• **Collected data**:
■ ■ ■ ■

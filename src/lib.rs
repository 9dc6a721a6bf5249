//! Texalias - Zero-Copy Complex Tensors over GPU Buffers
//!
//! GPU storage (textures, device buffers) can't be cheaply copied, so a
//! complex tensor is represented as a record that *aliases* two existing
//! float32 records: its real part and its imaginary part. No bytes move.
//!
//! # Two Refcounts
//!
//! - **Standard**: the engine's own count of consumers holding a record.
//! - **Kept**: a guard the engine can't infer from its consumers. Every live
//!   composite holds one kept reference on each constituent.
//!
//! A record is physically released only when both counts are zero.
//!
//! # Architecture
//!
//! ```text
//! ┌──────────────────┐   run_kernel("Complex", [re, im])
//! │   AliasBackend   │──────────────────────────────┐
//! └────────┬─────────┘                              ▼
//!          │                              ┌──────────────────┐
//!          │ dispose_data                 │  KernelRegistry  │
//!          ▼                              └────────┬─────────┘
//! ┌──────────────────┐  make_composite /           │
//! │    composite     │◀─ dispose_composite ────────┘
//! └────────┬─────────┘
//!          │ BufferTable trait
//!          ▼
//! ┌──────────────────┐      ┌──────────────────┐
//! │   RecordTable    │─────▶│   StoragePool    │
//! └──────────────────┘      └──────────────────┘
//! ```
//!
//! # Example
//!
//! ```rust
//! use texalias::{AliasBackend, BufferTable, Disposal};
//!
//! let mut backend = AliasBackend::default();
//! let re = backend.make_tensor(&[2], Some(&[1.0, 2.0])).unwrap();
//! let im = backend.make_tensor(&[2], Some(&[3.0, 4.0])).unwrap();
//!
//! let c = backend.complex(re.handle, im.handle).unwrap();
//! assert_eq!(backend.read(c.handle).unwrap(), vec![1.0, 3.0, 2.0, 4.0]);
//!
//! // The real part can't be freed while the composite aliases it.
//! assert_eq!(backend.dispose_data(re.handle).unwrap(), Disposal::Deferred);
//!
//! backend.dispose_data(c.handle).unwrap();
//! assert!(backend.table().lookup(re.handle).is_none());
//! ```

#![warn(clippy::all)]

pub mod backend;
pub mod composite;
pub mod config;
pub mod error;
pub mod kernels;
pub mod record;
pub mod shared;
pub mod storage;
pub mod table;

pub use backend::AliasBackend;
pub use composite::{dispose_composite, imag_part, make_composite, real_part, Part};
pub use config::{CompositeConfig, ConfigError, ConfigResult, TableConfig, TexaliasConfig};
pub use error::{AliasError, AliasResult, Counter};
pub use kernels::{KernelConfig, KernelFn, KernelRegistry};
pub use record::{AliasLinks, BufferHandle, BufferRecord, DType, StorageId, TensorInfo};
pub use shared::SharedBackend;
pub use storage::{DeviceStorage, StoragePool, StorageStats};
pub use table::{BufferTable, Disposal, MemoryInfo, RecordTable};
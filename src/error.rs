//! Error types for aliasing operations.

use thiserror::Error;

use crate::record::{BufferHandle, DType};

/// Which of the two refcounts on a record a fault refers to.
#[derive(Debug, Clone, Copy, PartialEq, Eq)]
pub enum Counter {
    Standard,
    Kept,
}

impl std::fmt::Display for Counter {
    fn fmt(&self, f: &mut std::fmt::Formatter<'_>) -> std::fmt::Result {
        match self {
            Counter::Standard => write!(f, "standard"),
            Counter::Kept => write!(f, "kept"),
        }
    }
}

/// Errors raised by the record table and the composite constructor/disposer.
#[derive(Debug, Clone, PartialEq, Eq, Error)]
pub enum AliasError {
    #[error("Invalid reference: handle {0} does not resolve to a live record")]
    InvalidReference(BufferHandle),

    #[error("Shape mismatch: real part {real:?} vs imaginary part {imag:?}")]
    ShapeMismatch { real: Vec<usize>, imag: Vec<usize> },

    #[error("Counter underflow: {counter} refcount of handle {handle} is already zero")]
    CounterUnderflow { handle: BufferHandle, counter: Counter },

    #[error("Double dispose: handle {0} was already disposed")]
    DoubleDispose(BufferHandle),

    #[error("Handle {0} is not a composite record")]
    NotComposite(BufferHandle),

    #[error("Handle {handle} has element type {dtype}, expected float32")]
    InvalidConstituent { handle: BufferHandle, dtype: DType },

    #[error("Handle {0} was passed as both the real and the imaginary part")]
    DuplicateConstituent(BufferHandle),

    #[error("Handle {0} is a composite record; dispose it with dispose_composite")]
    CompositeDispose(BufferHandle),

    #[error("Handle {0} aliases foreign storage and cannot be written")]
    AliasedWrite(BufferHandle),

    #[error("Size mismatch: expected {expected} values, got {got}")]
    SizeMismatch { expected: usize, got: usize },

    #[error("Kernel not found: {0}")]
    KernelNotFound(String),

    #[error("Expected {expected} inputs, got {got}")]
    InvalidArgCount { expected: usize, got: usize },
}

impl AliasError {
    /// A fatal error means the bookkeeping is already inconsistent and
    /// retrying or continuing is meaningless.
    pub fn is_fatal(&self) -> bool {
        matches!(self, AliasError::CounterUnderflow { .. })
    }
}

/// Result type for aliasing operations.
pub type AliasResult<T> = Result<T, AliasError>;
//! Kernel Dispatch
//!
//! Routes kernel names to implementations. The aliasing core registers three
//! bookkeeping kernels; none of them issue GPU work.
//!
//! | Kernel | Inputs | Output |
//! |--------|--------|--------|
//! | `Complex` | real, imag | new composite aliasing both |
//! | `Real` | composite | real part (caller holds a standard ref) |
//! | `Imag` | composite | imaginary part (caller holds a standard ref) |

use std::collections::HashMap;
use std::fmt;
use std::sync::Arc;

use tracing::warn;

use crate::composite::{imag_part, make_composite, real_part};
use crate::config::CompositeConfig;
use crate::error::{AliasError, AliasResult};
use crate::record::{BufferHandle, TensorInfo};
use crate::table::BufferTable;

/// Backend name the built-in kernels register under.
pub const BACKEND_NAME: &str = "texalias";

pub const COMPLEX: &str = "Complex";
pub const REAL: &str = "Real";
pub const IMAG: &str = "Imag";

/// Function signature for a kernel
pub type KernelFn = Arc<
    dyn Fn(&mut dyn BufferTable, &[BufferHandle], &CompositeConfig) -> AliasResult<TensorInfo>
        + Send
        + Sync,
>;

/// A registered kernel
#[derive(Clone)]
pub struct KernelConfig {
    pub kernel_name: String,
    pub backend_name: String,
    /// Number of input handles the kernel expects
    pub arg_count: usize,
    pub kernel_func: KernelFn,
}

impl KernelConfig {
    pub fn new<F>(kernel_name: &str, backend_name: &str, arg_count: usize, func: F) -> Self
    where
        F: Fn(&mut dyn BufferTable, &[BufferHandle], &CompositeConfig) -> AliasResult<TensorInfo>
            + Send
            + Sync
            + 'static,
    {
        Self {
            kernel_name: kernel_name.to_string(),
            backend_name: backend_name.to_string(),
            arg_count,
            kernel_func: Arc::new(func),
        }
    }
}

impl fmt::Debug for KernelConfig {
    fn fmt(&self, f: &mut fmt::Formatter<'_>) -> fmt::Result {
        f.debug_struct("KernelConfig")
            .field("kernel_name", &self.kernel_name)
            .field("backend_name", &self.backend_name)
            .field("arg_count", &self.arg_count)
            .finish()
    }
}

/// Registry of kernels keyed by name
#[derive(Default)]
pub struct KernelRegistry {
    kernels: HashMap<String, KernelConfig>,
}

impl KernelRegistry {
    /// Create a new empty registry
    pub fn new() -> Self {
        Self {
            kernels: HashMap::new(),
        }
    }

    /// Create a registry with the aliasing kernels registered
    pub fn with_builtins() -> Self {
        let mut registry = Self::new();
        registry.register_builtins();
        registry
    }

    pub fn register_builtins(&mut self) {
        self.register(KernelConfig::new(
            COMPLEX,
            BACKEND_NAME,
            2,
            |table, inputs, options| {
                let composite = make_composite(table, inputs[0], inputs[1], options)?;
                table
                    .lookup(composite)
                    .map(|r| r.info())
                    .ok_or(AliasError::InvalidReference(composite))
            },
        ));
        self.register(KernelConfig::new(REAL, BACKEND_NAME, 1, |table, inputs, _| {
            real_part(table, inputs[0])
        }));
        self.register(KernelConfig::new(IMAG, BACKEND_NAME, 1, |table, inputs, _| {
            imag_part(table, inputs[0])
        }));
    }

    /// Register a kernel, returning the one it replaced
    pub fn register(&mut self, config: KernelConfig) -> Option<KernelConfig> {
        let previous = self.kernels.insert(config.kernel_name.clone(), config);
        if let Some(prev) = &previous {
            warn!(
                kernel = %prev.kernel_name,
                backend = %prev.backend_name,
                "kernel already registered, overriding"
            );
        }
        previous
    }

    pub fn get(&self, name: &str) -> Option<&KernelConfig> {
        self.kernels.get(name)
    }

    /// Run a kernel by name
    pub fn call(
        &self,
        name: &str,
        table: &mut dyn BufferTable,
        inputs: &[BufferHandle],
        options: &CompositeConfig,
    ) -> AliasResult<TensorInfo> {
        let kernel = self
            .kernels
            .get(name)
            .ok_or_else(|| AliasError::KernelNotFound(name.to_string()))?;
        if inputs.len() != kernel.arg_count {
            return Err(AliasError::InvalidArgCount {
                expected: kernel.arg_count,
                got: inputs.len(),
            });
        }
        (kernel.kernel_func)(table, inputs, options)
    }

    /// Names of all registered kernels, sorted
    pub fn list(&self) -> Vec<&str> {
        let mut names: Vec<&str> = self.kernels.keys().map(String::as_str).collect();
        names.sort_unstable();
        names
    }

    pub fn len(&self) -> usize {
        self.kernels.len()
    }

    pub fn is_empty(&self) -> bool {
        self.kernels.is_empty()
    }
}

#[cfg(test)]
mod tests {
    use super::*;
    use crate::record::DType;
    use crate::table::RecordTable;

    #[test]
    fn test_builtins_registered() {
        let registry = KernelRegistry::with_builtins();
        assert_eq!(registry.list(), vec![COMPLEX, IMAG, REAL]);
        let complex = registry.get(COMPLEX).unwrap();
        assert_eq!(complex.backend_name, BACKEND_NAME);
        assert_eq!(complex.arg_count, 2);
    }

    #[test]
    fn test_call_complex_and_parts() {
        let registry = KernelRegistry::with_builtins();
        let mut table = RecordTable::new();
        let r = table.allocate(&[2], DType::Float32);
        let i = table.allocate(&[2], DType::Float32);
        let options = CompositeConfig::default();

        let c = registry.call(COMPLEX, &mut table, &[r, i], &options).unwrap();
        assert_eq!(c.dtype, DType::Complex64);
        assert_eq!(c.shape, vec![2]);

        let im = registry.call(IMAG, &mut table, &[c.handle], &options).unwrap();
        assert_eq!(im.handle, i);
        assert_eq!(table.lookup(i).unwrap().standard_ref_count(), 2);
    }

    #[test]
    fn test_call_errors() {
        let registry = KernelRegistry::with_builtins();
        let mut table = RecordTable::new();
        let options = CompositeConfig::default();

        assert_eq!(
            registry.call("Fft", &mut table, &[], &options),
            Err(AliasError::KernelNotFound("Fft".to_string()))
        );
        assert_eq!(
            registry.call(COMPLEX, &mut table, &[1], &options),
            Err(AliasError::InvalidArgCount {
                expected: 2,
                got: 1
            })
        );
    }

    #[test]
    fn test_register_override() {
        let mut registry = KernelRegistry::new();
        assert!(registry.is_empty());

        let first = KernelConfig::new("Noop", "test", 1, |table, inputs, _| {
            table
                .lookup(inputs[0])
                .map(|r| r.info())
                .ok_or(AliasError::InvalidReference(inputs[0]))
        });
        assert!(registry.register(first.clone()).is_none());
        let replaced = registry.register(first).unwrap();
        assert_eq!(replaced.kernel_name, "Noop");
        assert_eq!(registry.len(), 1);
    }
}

■ ■ ■ ■

• **Work task**:
Which lines of the records contain the word "Disposal"? Copy each of them.

• **Answer to this exercise**:
//! use texalias::{AliasBackend, BufferTable, Disposal};
//! assert_eq!(backend.dispose_data(re.handle).unwrap(), Disposal::Deferred);
pub use table::{BufferTable, Disposal, MemoryInfo, RecordTable};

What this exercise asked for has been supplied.